Regarding challenge (i), we modelled the flow in the aquifer using the well-known ansatz of Darcy flow for porous media. In this way we determined the water height and the water velocity in the aquifer as a function of the incoming dam flow rate, and the recharge and extraction rates. For the Germasogeia aquifer, the variation of the width is not large and hence we were able to work with two-dimensional geometries which led to faster simulations. The model agrees well with data provided by WDD (see Fig.2) and can be used to predict the water height in following years. Subsequently, based on the above model we developed an optimization protocol for improving the recharge strategy for various scenarios (summer/winter, more/fewer recharge points, more/fewer extraction points). Our preliminary results indicate that WDD could achieve considerable water savings by switching from the current empirical/intuitive strategy to an optimized, model-driven, recharge strategy.


Figure 2

Regarding challenge (ii), in order to investigate the hypothetical scenario of contamination of the aquifer by pollutants (chemicals, sewage etc.) we modelled the evolution of the pollutant in the aquifer using an advection-diffusion equation. The advection speed of the contaminant was predicted to be about 2m/day. As an example, for a continuous contamination source, if no remedial measures are taken, we predict that the whole aquifer will be polluted within 10 years. Additionally, the model can be used to tackle the “inverse” problem: if WDD detects contamination in the extracted water they can infer where the contamination source is and take remedial actions.

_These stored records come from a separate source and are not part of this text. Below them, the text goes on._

//! VDP register block parsing.
//!
//! Only the registers that determine memory layout are read:
//!
//! | Reg | Use |
//! |-----|-----|
//! | 2   | plane A name table base |
//! | 3   | window name table base |
//! | 4   | plane B name table base |
//! | 5   | sprite attribute table base |
//! | 7   | backdrop color |
//! | 11  | scroll modes |
//! | 12  | H40 display mode |
//! | 13  | horizontal scroll table base |
//! | 16  | plane size |

use ir_core::logging::{log, LogCategory, LogLevel};

/// Registers 0-23 plus padding, as captured.
pub const REGISTER_BLOCK_MIN: usize = 32;

pub const DEFAULT_PLANE_A_BASE: usize = 0xC000;
pub const DEFAULT_PLANE_B_BASE: usize = 0xE000;
pub const DEFAULT_WINDOW_BASE: usize = 0xB000;
pub const DEFAULT_SPRITE_TABLE_BASE: usize = 0xD800;

#[derive(Debug, Clone, Copy, PartialEq, Eq)]
pub enum HScrollMode {
    Full,
    Cell,
    Line,
}

#[derive(Debug, Clone, Copy, PartialEq, Eq)]
pub enum VScrollMode {
    Full,
    /// One value per 2-cell (16 pixel) column
    Cell,
}

/// Scroll plane size in cells.
#[derive(Debug, Clone, Copy, PartialEq, Eq)]
pub struct PlaneSize {
    pub width: u32,
    pub height: u32,
}

impl Default for PlaneSize {
    fn default() -> Self {
        Self {
            width: 64,
            height: 32,
        }
    }
}

#[derive(Debug, Clone, Copy, PartialEq, Eq)]
pub struct VdpLayout {
    pub plane_a_base: usize,
    pub plane_b_base: usize,
    pub window_base: usize,
    pub sprite_table_base: usize,
    pub h_scroll_mode: HScrollMode,
    pub v_scroll_mode: VScrollMode,
    pub plane_size: PlaneSize,
    /// `None` when registers were unavailable.
    pub hscroll_table_base: Option<usize>,
    /// (palette line, color index), `None` when registers were unavailable.
    pub backdrop: Option<(u8, u8)>,
    pub h40: bool,
    /// True when this is the fixed default layout rather than real registers.
    pub from_defaults: bool,
}

impl Default for VdpLayout {
    fn default() -> Self {
        Self {
            plane_a_base: DEFAULT_PLANE_A_BASE,
            plane_b_base: DEFAULT_PLANE_B_BASE,
            window_base: DEFAULT_WINDOW_BASE,
            sprite_table_base: DEFAULT_SPRITE_TABLE_BASE,
            h_scroll_mode: HScrollMode::Full,
            v_scroll_mode: VScrollMode::Full,
            plane_size: PlaneSize::default(),
            hscroll_table_base: None,
            backdrop: None,
            h40: true,
            from_defaults: true,
        }
    }
}

impl VdpLayout {
    /// Window plane width in cells: 64 in H40 mode, 32 in H32.
    pub fn window_width(&self) -> u32 {
        if self.h40 {
            64
        } else {
            32
        }
    }
}

fn plane_dimension(code: u8) -> u32 {
    match code & 0x03 {
        0b01 => 64,
        0b11 => 128,
        // 0b10 is not a valid setting; hardware treats it like 32
        _ => 32,
    }
}

/// Parse the register block, or return the default layout when it is missing or short.
///
/// Callers must record a diagnostic when `from_defaults` is set.
pub fn parse(regs: Option<&[u8]>) -> VdpLayout {
    let regs = match regs {
        Some(regs) if regs.len() >= REGISTER_BLOCK_MIN => regs,
        other => {
            log(LogCategory::Layout, LogLevel::Warn, || {
                format!(
                    "VDP registers unavailable ({} bytes); using default layout",
                    other.map_or(0, <[u8]>::len)
                )
            });
            return VdpLayout::default();
        }
    };

    let h_scroll_mode = match regs[11] & 0x03 {
        0b00 => HScrollMode::Full,
        0b01 => HScrollMode::Cell,
        _ => HScrollMode::Line,
    };
    let v_scroll_mode = if regs[11] & 0x04 != 0 {
        VScrollMode::Cell
    } else {
        VScrollMode::Full
    };

    let layout = VdpLayout {
        plane_a_base: ((regs[2] & 0x38) as usize) << 10,
        plane_b_base: ((regs[4] & 0x07) as usize) << 13,
        window_base: ((regs[3] & 0x3E) as usize) << 10,
        sprite_table_base: ((regs[5] & 0x7E) as usize) << 9,
        h_scroll_mode,
        v_scroll_mode,
        plane_size: PlaneSize {
            width: plane_dimension(regs[16]),
            height: plane_dimension(regs[16] >> 4),
        },
        hscroll_table_base: Some(((regs[13] & 0x3F) as usize) << 10),
        backdrop: Some(((regs[7] >> 4) & 0x03, regs[7] & 0x0F)),
        h40: regs[12] & 0x01 != 0,
        from_defaults: false,
    };

    log(LogCategory::Layout, LogLevel::Debug, || {
        format!(
            "plane A=0x{:04X} B=0x{:04X} window=0x{:04X} SAT=0x{:04X} size={}x{} scroll={:?}/{:?}",
            layout.plane_a_base,
            layout.plane_b_base,
            layout.window_base,
            layout.sprite_table_base,
            layout.plane_size.width,
            layout.plane_size.height,
            layout.h_scroll_mode,
            layout.v_scroll_mode
        )
    });
    layout
}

Additionally, in a third modelling direction, we studied the effect of the sea water intrusion which was not taken into account in our first model. (Seawater intrusion is highly undesirable as it makes the extracted water unusable.) We thus developed a more detailed model of the flow in the aquifer, which is again based on Darcy flow but with the water density varying due to the varying salt concentration. We found that the freshwater-seawater interface in the aquifer is sharp (just a couple meters compared to the 5.5 km long aquifer) and approximately determined the position of this interface. This knowledge can be used by the WDD as a guidance for extracting water from regions that have not affected by the seawater intrusion. Since the interface is sharp, the model was simplified to a two-fluid model where the first fluid is the freshwater and the second fluid is the seawater. This simplification led to less numerically intensive simulations and enabled us to determine the water table height in the case of seawater intrusion.

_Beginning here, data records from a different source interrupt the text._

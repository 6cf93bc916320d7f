//! NES / Famicom 2C02 memory decoding.
//!
//! Palettes come from palette RAM, tiles from the 8 KiB CHR pattern tables
//! and sprites from OAM. Nametables are not part of a snapshot, so no
//! background layer is reconstructed.

pub mod oam;
pub mod palette;

use ir_core::error::DecodeError;
use ir_core::ir::{FrameIR, Palette, TileSize, Tileset};
use ir_core::logging::{log, LogCategory, LogLevel};
use ir_core::ppu::palette::{parse_hex, ResolvedPalette};
use ir_core::ppu::tile::{decode_tiles, TileFormat};
use ir_core::snapshot::{MemorySnapshot, Region};
use ir_core::system::SystemId;
use ir_core::Adapter;

use oam::SpriteControl;

/// Both pattern tables.
pub const CHR_SIZE: usize = 0x2000;
pub const CHR_TILE_COUNT: usize = 512;

#[derive(Debug, Clone, Copy, Default)]
pub struct NesAdapter;

impl NesAdapter {
    pub fn new() -> Self {
        Self
    }

    fn decode_tiles(&self, chr: &[u8], frame: &mut FrameIR) -> bool {
        if chr.len() < CHR_SIZE {
            frame.diagnostics.push(format!(
                "tiles not decoded: {}",
                DecodeError::min_size("CHR pattern tables", CHR_SIZE, chr.len())
            ));
            return false;
        }
        let preview = frame
            .palettes
            .first()
            .map(Palette::resolve)
            .unwrap_or_else(ResolvedPalette::grayscale);
        let tiles = decode_tiles(TileFormat::Nes2Bpp, chr, 0, CHR_TILE_COUNT, &preview);
        log(LogCategory::Tiles, LogLevel::Debug, || {
            format!("decoded {} CHR tiles", tiles.len())
        });
        frame.tilesets.push(Tileset {
            tiles,
            tile_size: TileSize::default(),
        });
        true
    }

    fn decode_sprites(&self, snapshot: &MemorySnapshot, chr: &[u8], frame: &mut FrameIR) {
        let Some(table) = snapshot.region(Region::Oam) else {
            frame.diagnostics.push("OAM unavailable: sprites not decoded");
            return;
        };
        let Some(obj) = frame.palettes.get(1) else {
            frame
                .diagnostics
                .push("sprites not assembled: palettes unavailable");
            return;
        };
        let control = match snapshot.region(Region::Regs).and_then(|r| r.first()) {
            Some(&ctrl) => SpriteControl::from_ppuctrl(ctrl),
            None => {
                frame
                    .diagnostics
                    .push("PPUCTRL unavailable: assuming 8x8 sprites from pattern table 0");
                SpriteControl::default()
            }
        };
        match oam::decode(table, chr, obj, control) {
            Ok(sprites) => frame.sprites = sprites,
            Err(err) => frame.diagnostics.push(format!("sprites not decoded: {}", err)),
        }
    }
}

impl Adapter for NesAdapter {
    fn system(&self) -> SystemId {
        SystemId::Nes
    }

    fn regions(&self) -> &'static [Region] {
        &[Region::Vram, Region::Palettes, Region::Oam, Region::Regs]
    }

    fn build_frame_ir(&self, snapshot: &MemorySnapshot) -> FrameIR {
        let mut frame = FrameIR::new(SystemId::Nes);

        match snapshot.region(Region::Palettes).map(palette::decode) {
            Some(Ok(palettes)) => {
                frame.backdrop = parse_hex(&palettes[0].colors[0]);
                frame.palettes = palettes;
            }
            Some(Err(DecodeError::EmptyData { .. })) => frame
                .diagnostics
                .push("palette RAM is all zero: palettes not decoded, retry on a later snapshot"),
            Some(Err(err)) => frame.diagnostics.push(format!("palettes not decoded: {}", err)),
            None => frame
                .diagnostics
                .push("palette RAM unavailable: palettes not decoded"),
        }

        match snapshot.region(Region::Vram) {
            Some(chr) => {
                if self.decode_tiles(chr, &mut frame) {
                    self.decode_sprites(snapshot, chr, &mut frame);
                }
            }
            None => frame
                .diagnostics
                .push("CHR pattern tables unavailable: tiles and sprites not decoded"),
        }

        frame
            .diagnostics
            .push("nametables are not captured: background layer not reconstructed");

        match snapshot.framebuffer_image() {
            Ok(Some(image)) => frame.framebuffer = Some(image),
            Ok(None) => frame.diagnostics.push("framebuffer unavailable"),
            Err(err) => frame.diagnostics.push(format!("framebuffer ignored: {}", err)),
        }

        log(LogCategory::Adapter, LogLevel::Info, || {
            format!(
                "NES frame: {} palettes, {} sprites, {} diagnostics",
                frame.palettes.len(),
                frame.sprites.len(),
                frame.diagnostics.len()
            )
        });
        frame
    }
}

We presented the results and recommendations to the WDD in June (Fig. 3) and we are currently writing them up for submission to a journal on water resources research. We have also identified appropriate grants to apply for in order to further develop our modelling framework to other aquifers in Cyprus and in other countries.


Fig. 3 The mathematical modelling team with officers of the Water Development Department, after the presentation of the results, outside the WDD building.

Acknowledgements: The Mathematics for Industry Network (MI-NET, COST Action TD1409) provided financial and logistics support to the 1st Study Group with Industry through an ESGI grant. The Annual Meeting of MI-NET took place in Cyprus just before the Study Group and senior experts from MI-NET and ECMI provided (pro bono) advice and mentoring to the Study Group Organising Committee. The subsequent visits to Cyprus for the aquifer work were funded by MI-NET (STSM for Dr Raka Mondal), the University of Oxford (Dr Sourav Mondal) and the WDD (Graham Benham).